(ACTIVITY)
From the entries, copy every line that carries the string "mutations".

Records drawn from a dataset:
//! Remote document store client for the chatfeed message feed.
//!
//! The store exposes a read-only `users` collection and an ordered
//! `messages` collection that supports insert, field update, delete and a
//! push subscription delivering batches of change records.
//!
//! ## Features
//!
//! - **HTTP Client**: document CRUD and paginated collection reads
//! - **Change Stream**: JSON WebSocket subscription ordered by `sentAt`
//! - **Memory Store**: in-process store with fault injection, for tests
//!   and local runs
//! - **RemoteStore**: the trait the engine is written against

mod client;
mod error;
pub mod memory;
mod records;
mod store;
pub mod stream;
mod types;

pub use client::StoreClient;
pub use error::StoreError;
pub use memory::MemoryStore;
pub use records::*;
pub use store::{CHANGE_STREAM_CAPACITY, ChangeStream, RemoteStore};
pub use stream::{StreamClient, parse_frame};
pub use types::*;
...
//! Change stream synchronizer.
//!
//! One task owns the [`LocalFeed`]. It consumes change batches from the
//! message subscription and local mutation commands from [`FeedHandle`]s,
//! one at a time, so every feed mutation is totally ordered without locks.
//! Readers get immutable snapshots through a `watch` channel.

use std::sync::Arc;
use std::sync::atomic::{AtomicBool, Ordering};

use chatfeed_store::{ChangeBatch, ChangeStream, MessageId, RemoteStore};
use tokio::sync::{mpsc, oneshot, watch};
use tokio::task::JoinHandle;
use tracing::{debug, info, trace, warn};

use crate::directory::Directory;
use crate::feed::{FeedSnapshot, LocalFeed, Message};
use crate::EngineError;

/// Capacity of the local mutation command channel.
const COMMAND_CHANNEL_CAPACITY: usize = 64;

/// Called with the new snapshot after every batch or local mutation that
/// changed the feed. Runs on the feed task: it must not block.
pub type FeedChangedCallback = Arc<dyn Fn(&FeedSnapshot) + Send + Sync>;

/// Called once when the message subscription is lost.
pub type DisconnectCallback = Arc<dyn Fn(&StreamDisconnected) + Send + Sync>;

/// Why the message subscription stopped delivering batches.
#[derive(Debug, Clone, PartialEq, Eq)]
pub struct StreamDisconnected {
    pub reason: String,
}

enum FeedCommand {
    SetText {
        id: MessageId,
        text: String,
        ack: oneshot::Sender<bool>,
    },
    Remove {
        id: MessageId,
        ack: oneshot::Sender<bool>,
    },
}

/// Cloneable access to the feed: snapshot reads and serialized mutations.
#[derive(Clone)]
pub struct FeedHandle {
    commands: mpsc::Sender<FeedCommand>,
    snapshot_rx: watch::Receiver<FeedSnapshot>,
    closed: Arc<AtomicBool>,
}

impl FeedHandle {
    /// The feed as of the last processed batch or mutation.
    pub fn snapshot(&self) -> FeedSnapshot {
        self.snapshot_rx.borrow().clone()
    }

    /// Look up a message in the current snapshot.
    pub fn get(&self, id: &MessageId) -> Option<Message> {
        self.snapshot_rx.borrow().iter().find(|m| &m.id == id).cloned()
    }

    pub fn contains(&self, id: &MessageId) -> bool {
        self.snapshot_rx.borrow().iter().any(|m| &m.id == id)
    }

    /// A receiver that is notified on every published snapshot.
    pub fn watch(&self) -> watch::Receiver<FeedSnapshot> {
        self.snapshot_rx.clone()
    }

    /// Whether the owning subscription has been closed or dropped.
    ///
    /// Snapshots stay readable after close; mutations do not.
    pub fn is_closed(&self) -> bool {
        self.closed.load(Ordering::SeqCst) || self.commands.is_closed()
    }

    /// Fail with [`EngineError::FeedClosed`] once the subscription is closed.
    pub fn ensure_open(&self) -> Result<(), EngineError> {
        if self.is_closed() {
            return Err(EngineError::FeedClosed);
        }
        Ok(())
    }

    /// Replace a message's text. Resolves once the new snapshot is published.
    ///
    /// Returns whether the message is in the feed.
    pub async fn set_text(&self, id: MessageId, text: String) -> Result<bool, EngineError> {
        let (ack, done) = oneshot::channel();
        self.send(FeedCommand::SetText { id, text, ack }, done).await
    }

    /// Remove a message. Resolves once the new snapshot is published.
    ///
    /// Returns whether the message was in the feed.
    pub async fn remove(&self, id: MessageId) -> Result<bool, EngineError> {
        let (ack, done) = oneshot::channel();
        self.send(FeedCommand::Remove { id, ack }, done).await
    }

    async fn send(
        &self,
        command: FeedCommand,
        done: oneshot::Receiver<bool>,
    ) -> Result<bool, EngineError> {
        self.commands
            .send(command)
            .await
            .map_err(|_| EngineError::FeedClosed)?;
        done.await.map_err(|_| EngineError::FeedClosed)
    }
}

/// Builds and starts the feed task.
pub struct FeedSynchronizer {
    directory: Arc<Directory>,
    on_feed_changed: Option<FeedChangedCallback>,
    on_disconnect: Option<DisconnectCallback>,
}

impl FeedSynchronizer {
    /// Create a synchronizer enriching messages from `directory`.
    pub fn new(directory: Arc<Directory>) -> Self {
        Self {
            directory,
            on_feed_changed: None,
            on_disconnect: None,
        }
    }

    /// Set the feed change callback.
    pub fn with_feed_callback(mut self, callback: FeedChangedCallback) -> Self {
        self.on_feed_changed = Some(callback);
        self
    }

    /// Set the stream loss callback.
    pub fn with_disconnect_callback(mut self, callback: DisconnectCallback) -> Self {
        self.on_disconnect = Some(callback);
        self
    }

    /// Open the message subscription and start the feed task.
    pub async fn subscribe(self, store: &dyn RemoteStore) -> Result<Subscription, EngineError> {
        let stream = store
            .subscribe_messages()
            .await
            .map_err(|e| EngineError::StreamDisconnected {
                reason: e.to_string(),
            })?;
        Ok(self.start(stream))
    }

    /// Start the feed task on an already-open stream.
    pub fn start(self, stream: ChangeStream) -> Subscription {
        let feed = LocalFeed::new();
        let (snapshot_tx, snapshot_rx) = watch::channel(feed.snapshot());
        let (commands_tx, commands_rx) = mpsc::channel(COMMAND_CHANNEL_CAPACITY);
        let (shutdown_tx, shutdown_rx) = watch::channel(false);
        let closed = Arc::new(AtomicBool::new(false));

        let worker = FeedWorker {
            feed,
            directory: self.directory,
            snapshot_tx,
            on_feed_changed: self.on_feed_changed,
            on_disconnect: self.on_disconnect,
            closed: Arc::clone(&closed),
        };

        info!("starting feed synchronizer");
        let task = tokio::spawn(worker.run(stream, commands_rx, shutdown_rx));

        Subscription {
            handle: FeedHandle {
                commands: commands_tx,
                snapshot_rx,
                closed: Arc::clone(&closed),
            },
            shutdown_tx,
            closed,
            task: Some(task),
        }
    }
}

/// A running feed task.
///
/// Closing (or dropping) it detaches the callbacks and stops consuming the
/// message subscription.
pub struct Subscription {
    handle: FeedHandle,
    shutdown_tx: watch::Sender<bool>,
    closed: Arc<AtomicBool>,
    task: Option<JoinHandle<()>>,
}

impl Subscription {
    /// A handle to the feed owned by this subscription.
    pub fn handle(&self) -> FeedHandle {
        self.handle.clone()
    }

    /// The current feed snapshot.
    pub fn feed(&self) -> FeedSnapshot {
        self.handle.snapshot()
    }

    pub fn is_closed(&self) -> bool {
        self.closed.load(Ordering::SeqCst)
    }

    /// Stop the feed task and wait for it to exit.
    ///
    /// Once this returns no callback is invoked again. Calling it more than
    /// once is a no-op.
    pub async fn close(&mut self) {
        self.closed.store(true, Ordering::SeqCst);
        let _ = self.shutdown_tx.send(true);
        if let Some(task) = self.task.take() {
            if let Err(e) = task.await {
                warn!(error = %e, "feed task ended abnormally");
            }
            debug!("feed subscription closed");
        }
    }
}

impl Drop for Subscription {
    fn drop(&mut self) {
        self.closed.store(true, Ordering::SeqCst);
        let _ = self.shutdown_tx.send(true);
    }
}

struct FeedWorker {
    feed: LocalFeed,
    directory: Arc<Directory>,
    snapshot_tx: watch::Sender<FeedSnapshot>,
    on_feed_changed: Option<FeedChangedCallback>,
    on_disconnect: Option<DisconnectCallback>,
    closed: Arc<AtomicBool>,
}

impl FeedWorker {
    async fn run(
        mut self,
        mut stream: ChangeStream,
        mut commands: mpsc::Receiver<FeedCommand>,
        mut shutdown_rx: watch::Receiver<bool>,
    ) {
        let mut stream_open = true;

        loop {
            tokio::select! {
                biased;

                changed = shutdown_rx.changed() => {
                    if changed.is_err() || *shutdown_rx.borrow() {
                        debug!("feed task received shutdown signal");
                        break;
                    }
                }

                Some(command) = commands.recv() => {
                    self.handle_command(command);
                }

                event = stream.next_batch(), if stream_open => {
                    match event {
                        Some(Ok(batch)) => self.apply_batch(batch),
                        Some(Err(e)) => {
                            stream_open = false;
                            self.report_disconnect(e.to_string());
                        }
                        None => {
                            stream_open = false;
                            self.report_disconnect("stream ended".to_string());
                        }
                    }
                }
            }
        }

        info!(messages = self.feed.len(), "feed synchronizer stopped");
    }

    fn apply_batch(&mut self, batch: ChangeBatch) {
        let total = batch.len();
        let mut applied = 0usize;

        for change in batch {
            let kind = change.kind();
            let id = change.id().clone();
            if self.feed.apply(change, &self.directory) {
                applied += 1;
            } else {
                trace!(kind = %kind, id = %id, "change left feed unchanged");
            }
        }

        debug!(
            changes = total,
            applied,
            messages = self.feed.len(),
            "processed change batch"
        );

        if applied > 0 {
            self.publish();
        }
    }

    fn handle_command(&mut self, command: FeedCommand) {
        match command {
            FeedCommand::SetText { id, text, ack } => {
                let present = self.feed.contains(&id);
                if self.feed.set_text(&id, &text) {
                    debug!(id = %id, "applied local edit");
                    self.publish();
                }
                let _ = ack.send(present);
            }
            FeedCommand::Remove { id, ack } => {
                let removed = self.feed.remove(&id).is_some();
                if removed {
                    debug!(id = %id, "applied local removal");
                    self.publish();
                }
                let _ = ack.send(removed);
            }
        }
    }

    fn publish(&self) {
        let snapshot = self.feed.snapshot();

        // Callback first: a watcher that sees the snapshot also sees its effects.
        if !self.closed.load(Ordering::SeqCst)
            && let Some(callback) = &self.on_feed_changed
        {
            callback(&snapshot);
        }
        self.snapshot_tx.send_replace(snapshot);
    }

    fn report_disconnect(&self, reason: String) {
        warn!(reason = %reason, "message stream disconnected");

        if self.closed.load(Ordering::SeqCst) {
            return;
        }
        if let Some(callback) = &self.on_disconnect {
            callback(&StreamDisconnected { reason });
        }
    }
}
==
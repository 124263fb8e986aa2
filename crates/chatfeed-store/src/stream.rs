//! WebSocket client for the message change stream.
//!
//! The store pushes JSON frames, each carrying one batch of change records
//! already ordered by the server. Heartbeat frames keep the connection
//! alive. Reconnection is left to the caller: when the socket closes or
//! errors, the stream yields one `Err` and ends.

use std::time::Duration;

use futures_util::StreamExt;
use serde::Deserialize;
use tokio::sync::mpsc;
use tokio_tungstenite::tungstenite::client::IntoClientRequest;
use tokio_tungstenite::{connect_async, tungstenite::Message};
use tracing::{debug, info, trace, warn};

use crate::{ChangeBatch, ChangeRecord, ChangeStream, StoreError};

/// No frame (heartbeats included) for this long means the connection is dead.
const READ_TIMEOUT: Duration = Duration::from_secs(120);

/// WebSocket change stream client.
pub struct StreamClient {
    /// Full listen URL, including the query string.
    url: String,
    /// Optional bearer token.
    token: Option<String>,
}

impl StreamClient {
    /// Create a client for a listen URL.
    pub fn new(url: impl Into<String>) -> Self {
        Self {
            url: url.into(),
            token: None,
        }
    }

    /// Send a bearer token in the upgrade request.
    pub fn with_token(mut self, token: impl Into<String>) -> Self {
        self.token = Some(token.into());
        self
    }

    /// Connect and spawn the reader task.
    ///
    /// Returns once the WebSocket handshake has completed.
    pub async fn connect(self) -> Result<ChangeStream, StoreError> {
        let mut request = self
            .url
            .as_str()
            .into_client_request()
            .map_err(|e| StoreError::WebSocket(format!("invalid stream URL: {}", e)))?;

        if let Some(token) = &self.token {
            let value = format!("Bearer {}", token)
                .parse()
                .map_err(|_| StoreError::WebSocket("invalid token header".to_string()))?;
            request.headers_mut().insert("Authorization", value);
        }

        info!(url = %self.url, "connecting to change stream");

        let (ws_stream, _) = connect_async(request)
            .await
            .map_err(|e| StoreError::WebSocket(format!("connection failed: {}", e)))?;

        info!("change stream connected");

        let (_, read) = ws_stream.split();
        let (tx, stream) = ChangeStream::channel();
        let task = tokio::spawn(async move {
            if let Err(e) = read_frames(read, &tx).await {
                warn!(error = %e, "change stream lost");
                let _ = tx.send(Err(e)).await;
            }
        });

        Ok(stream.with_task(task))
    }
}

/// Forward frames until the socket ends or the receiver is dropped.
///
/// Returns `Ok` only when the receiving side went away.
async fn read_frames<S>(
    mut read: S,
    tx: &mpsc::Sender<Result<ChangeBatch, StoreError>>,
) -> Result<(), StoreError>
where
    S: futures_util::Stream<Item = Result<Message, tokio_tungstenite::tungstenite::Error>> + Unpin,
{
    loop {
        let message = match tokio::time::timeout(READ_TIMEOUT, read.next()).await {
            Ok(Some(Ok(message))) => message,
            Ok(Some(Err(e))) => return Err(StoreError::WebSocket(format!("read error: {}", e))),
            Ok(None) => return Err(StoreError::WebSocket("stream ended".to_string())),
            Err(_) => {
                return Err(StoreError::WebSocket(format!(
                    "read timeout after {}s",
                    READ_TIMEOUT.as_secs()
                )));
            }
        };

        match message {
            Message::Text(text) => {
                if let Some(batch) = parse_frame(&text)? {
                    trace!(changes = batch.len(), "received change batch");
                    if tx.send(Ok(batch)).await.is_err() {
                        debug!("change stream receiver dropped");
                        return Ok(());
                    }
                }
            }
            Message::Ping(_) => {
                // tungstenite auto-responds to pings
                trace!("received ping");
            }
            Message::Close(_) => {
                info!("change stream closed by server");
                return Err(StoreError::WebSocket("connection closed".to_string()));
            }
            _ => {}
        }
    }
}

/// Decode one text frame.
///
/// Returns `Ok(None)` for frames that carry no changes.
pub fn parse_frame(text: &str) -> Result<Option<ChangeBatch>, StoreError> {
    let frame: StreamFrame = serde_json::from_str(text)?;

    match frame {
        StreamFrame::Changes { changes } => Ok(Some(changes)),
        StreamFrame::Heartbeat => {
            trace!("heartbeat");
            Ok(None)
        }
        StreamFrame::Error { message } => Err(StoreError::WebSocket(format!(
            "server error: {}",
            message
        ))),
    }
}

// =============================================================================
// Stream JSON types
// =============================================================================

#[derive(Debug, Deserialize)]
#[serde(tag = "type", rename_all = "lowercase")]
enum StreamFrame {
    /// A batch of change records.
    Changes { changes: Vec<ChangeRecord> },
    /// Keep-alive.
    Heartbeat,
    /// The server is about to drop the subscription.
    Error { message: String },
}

(ANSWER FOR THIS EXERCISE)
/// Cloneable access to the feed: snapshot reads and serialized mutations.
    /// Snapshots stay readable after close; mutations do not.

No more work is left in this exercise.